Repeating this dot product for everyone in a sample yields a score per person, which we then correlate with the observed phenotype to gauge predictive accuracy.

In code

R

set.seed(3)
beta <- c(0.3, -0.1, 0.5)                    # GWAS weights, 3 SNPs
n <- 400
G <- sapply(c(0.3, 0.5, 0.2), function(f) rbinom(n, 2, f))  # genotypes
pgs <- as.vector(G %*% beta)                 # one score per person
y <- pgs + rnorm(n, sd = 1)                  # phenotype (score + noise)

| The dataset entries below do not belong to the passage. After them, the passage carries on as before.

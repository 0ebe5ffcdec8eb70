//! Session Acceptor - accept loop and per-session supervision
//!
//! Listener setup and accept failures are fatal to the process. Everything
//! that goes wrong inside a session is caught at the boundary of its task,
//! written to that session's transcript and never reaches the accept loop.

use std::net::SocketAddr;
use std::sync::Arc;
use tokio::net::{TcpListener, TcpStream};
use tracing::{error, info, warn};

use super::error::{RelayError, Result};
use super::session::SessionHandler;
use super::tls_config::TlsContext;
use crate::config::Config;
use crate::logger::{next_session_id, SessionId, SessionLogger};

/// The intercepting relay
pub struct Relay {
    config: Arc<Config>,
    tls: TlsContext,
    listener: TcpListener,
    next_id: SessionId,
}

impl Relay {
    /// Load TLS material, pick the first session id and bind the listener
    pub async fn bind(config: Config) -> Result<Self> {
        let tls = TlsContext::from_config(&config)?;

        let next_id = next_session_id(config.log_dir.as_deref()).map_err(|source| {
            RelayError::LogDir {
                path: config.log_dir.clone().unwrap_or_default(),
                source,
            }
        })?;

        let listener = TcpListener::bind(&config.listen_addr)
            .await
            .map_err(|source| RelayError::Listen {
                addr: config.listen_addr.clone(),
                source,
            })?;

        info!(
            address = %config.listen_addr,
            server = %config.server_addr,
            first_session = %next_id,
            log_dir = ?config.log_dir,
            censor = config.censor,
            "Relay listening"
        );

        Ok(Self {
            config: Arc::new(config),
            tls,
            listener,
            next_id,
        })
    }

    /// Override the first session id
    pub fn starting_at(mut self, id: SessionId) -> Self {
        self.next_id = id;
        self
    }

    pub fn local_addr(&self) -> std::io::Result<SocketAddr> {
        self.listener.local_addr()
    }

    /// Id the next accepted connection will get
    pub fn next_session_id(&self) -> SessionId {
        self.next_id
    }

    /// Accept connections until accepting fails
    pub async fn run(mut self) -> Result<()> {
        loop {
            let (client, peer_addr) = self.listener.accept().await.map_err(|e| {
                error!(error = %e, "Failed to accept connection");
                RelayError::Accept(e)
            })?;

            let id = self.next_id;
            self.next_id = id.next();

            info!(session = %id, peer = %peer_addr, "Accepted connection");
            self.start_session(id, client);
        }
    }

    fn start_session(&self, id: SessionId, client: TcpStream) {
        let mut logger = match SessionLogger::create(id, self.config.log_dir.as_deref()) {
            Ok(logger) => logger,
            Err(e) => {
                warn!(session = %id, error = %e, "Session startup failed");
                SessionLogger::console_only(id).event(&e.to_string());
                return;
            }
        };

        let handler = SessionHandler::new(id, Arc::clone(&self.config), self.tls.clone());

        tokio::spawn(async move {
            match handler.run(client, &mut logger).await {
                Ok(end) => {
                    info!(session = %id, "{}", end);
                    logger.event(&end.to_string());
                }
                Err(e) => {
                    warn!(session = %id, error = %e, "Session terminated");
                    logger.event(&e.to_string());
                }
            }
        });
    }
}
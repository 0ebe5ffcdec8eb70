//! Transform Pipeline - per-chunk rewriting before forwarding and logging
//!
//! Three steps run in order on every chunk:
//! 1. Token substitution (affects forwarded bytes and the transcript)
//! 2. One-shot credential censorship (client chunks, transcript only)
//! 3. Escaping of `\`, `\n` and `\r` so each record stays on one line

use bytes::Bytes;
use std::borrow::Cow;

use super::pump::Direction;

/// Client asks to upgrade the stream
pub const CLIENT_TLS_MARKER: &[u8] = b"<starttls";

/// Server approves the upgrade
pub const SERVER_TLS_MARKER: &[u8] = b"<proceed";

/// Start of the SASL authentication element
pub const CLIENT_AUTH_MARKER: &[u8] = b"<auth";

/// Logged in place of the first chunk carrying credentials
pub const CENSORED_AUTH: &[u8] = b"<auth>CENSORED</auth>";

/// Substring containment on raw bytes
pub fn contains(haystack: &[u8], needle: &[u8]) -> bool {
    if needle.is_empty() {
        return true;
    }
    haystack.windows(needle.len()).any(|window| window == needle)
}

/// Replace every non-overlapping occurrence of `from` with `to`
pub fn replace_all<'a>(haystack: &'a [u8], from: &[u8], to: &[u8]) -> Cow<'a, [u8]> {
    if from.is_empty() || !contains(haystack, from) {
        return Cow::Borrowed(haystack);
    }

    let mut out = Vec::with_capacity(haystack.len());
    let mut rest = haystack;
    while !rest.is_empty() {
        if rest.starts_with(from) {
            out.extend_from_slice(to);
            rest = &rest[from.len()..];
        } else {
            out.push(rest[0]);
            rest = &rest[1..];
        }
    }
    Cow::Owned(out)
}

/// Escape a chunk so it fits on a single transcript line
pub fn escape(chunk: &[u8]) -> Vec<u8> {
    let mut out = Vec::with_capacity(chunk.len());
    for &byte in chunk {
        match byte {
            b'\\' => out.extend_from_slice(b"\\\\"),
            b'\n' => out.extend_from_slice(b"\\n"),
            b'\r' => out.extend_from_slice(b"\\r"),
            other => out.push(other),
        }
    }
    out
}

/// Address token substitution between the client's and the server's view
#[derive(Debug, Clone, PartialEq, Eq)]
pub struct TokenSubstitution {
    local: Vec<u8>,
    remote: Vec<u8>,
}

impl TokenSubstitution {
    /// Returns `None` unless both tokens are non-empty
    pub fn new(local: impl Into<Vec<u8>>, remote: impl Into<Vec<u8>>) -> Option<Self> {
        let local = local.into();
        let remote = remote.into();
        if local.is_empty() || remote.is_empty() {
            return None;
        }
        Some(Self { local, remote })
    }

    /// Rewrite a chunk travelling in `direction`
    pub fn apply<'a>(&self, direction: Direction, chunk: &'a [u8]) -> Cow<'a, [u8]> {
        match direction {
            Direction::ClientToServer => replace_all(chunk, &self.local, &self.remote),
            Direction::ServerToClient => replace_all(chunk, &self.remote, &self.local),
        }
    }
}

/// Output of the pipeline for one chunk
#[derive(Debug, Clone, PartialEq, Eq)]
pub struct Transformed {
    /// Bytes to write to the opposite endpoint
    pub forward: Bytes,
    /// Escaped transcript payload
    pub record: Vec<u8>,
}

/// Per-session transform pipeline
///
/// The censorship flag is the only state: it is cleared the first time a
/// client chunk carrying [`CLIENT_AUTH_MARKER`] is seen, for the rest of the
/// session, across both phases.
#[derive(Debug, Clone)]
pub struct TransformPipeline {
    substitution: Option<TokenSubstitution>,
    censor: bool,
}

impl TransformPipeline {
    pub fn new(substitution: Option<TokenSubstitution>, censor: bool) -> Self {
        Self {
            substitution,
            censor,
        }
    }

    /// Pipeline that forwards and logs chunks verbatim (escaping aside)
    pub fn passthrough() -> Self {
        Self::new(None, false)
    }

    /// Whether the next credential chunk will still be censored
    pub fn censoring(&self) -> bool {
        self.censor
    }

    /// Run all steps over one chunk
    pub fn apply(&mut self, direction: Direction, chunk: Bytes) -> Transformed {
        let forward = match &self.substitution {
            Some(substitution) => match substitution.apply(direction, &chunk) {
                Cow::Borrowed(_) => chunk.clone(),
                Cow::Owned(rewritten) => Bytes::from(rewritten),
            },
            None => chunk.clone(),
        };

        let censored = self.censor
            && direction == Direction::ClientToServer
            && contains(&chunk, CLIENT_AUTH_MARKER);

        let record = if censored {
            self.censor = false;
            escape(CENSORED_AUTH)
        } else {
            escape(&forward)
        };

        Transformed { forward, record }
    }
}

impl Default for TransformPipeline {
    fn default() -> Self {
        Self::passthrough()
    }
}

#[cfg(test)]
mod tests {
    use super::*;

    #[test]
    fn test_contains_markers() {
        assert!(contains(b"<starttls xmlns='urn:ietf:params:xml:ns:xmpp-tls'/>", CLIENT_TLS_MARKER));
        assert!(contains(b"...<proceed/>", SERVER_TLS_MARKER));
        assert!(!contains(b"<stream:features/>", SERVER_TLS_MARKER));
        assert!(!contains(b"<proc", SERVER_TLS_MARKER));
    }

    #[test]
    fn test_escape_backslash_newline_carriage_return() {
        assert_eq!(escape(b"a\\b\nc\rd"), b"a\\\\b\\nc\\rd".to_vec());
        assert_eq!(escape(b"<presence/>"), b"<presence/>".to_vec());
    }

    #[test]
    fn test_escape_keeps_other_bytes() {
        let chunk = [0u8, 0x7f, 0xff, b'\t', b'"'];
        assert_eq!(escape(&chunk), chunk.to_vec());
    }

    #[test]
    fn test_replace_all_every_occurrence() {
        let out = replace_all(b"to='a.test' from='a.test'", b"a.test", b"b.example");
        assert_eq!(&*out, b"to='b.example' from='b.example'");
    }

    #[test]
    fn test_replace_all_borrowed_when_absent() {
        let out = replace_all(b"<message/>", b"a.test", b"b.example");
        assert!(matches!(out, Cow::Borrowed(_)));
    }

    #[test]
    fn test_substitution_requires_both_tokens() {
        assert!(TokenSubstitution::new("", "remote").is_none());
        assert!(TokenSubstitution::new("local", "").is_none());
        assert!(TokenSubstitution::new("local", "remote").is_some());
    }

    #[test]
    fn test_substitution_directions() {
        let subst = TokenSubstitution::new("localhost", "jabber.example").unwrap();
        assert_eq!(
            &*subst.apply(Direction::ClientToServer, b"<stream to='localhost'>"),
            b"<stream to='jabber.example'>"
        );
        assert_eq!(
            &*subst.apply(Direction::ServerToClient, b"<stream from='jabber.example'>"),
            b"<stream from='localhost'>"
        );
        assert_eq!(
            &*subst.apply(Direction::ClientToServer, b"<stream from='jabber.example'>"),
            b"<stream from='jabber.example'>"
        );
    }

    #[test]
    fn test_pipeline_forward_and_record() {
        let mut pipeline =
            TransformPipeline::new(TokenSubstitution::new("localhost", "remote.test"), false);
        let out = pipeline.apply(
            Direction::ClientToServer,
            Bytes::from_static(b"<stream to='localhost'>\n"),
        );
        assert_eq!(&out.forward[..], b"<stream to='remote.test'>\n");
        assert_eq!(out.record, b"<stream to='remote.test'>\\n".to_vec());
    }

    #[test]
    fn test_censorship_is_one_shot() {
        let mut pipeline = TransformPipeline::new(None, true);
        let auth = Bytes::from_static(b"<auth mechanism='PLAIN'>AGFsaWNlAHNlY3JldA==</auth>");

        let first = pipeline.apply(Direction::ClientToServer, auth.clone());
        assert_eq!(first.record, CENSORED_AUTH.to_vec());
        assert_eq!(first.forward, auth);
        assert!(!pipeline.censoring());

        let second = pipeline.apply(Direction::ClientToServer, auth.clone());
        assert_eq!(second.record, auth.to_vec());
    }

    #[test]
    fn test_censorship_ignores_server_chunks() {
        let mut pipeline = TransformPipeline::new(None, true);
        let out = pipeline.apply(Direction::ServerToClient, Bytes::from_static(b"<auth/>"));
        assert_eq!(out.record, b"<auth/>".to_vec());
        assert!(pipeline.censoring());
    }

    #[test]
    fn test_censorship_disabled() {
        let mut pipeline = TransformPipeline::passthrough();
        let out = pipeline.apply(Direction::ClientToServer, Bytes::from_static(b"<auth>x</auth>"));
        assert_eq!(out.record, b"<auth>x</auth>".to_vec());
    }
}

# Single person: dosages (2,1,0) -> score 0.5
sum(c(2, 1, 0) * beta)                        # 0.5

cor(pgs, y)^2                                 # R^2 ~ 0.35 (variance explained)

Python

import numpy as np
rng = np.random.default_rng(3)
beta = np.array([0.3, -0.1, 0.5])            # GWAS weights
n = 400
G = np.column_stack([rng.binomial(2, f, n) for f in (0.3, 0.5, 0.2)]).astype(float)
pgs = G @ beta                               # score per person
y = pgs + rng.normal(size=n)                 # phenotype

print(np.dot([2, 1, 0], beta))               # 0.5  (single individual)
print(np.corrcoef(pgs, y)[0, 1] ** 2)        # R^2 ~ 0.35

0.5
0.0901190504815184

Julia

using Statistics, Random, Distributions
Random.seed!(3)
beta = [0.3, -0.1, 0.5]                       # GWAS weights
n = 400
G = Float64.(hcat([rand(Binomial(2, f), n) for f in (0.3, 0.5, 0.2)]...))
pgs = G * beta                                # score per person
y = pgs .+ randn(n)                           # phenotype

println(dot([2, 1, 0], beta))                 # 0.5  (single individual)
println(cor(pgs, y)^2)                        # R^2 ~ 0.35

Why it matters

Polygenic scores are moving from research tool toward clinical use — flagging people at high genetic risk for heart disease, breast cancer, or diabetes for earlier screening. They connect several ideas on this site: GWAS supplies the weights, heritability caps their accuracy, and their genetic construction lets them serve as instruments in Mendelian randomization. Their poor cross-ancestry transfer is also a stark reminder that a statistical tool inherits the biases of the data it was trained on.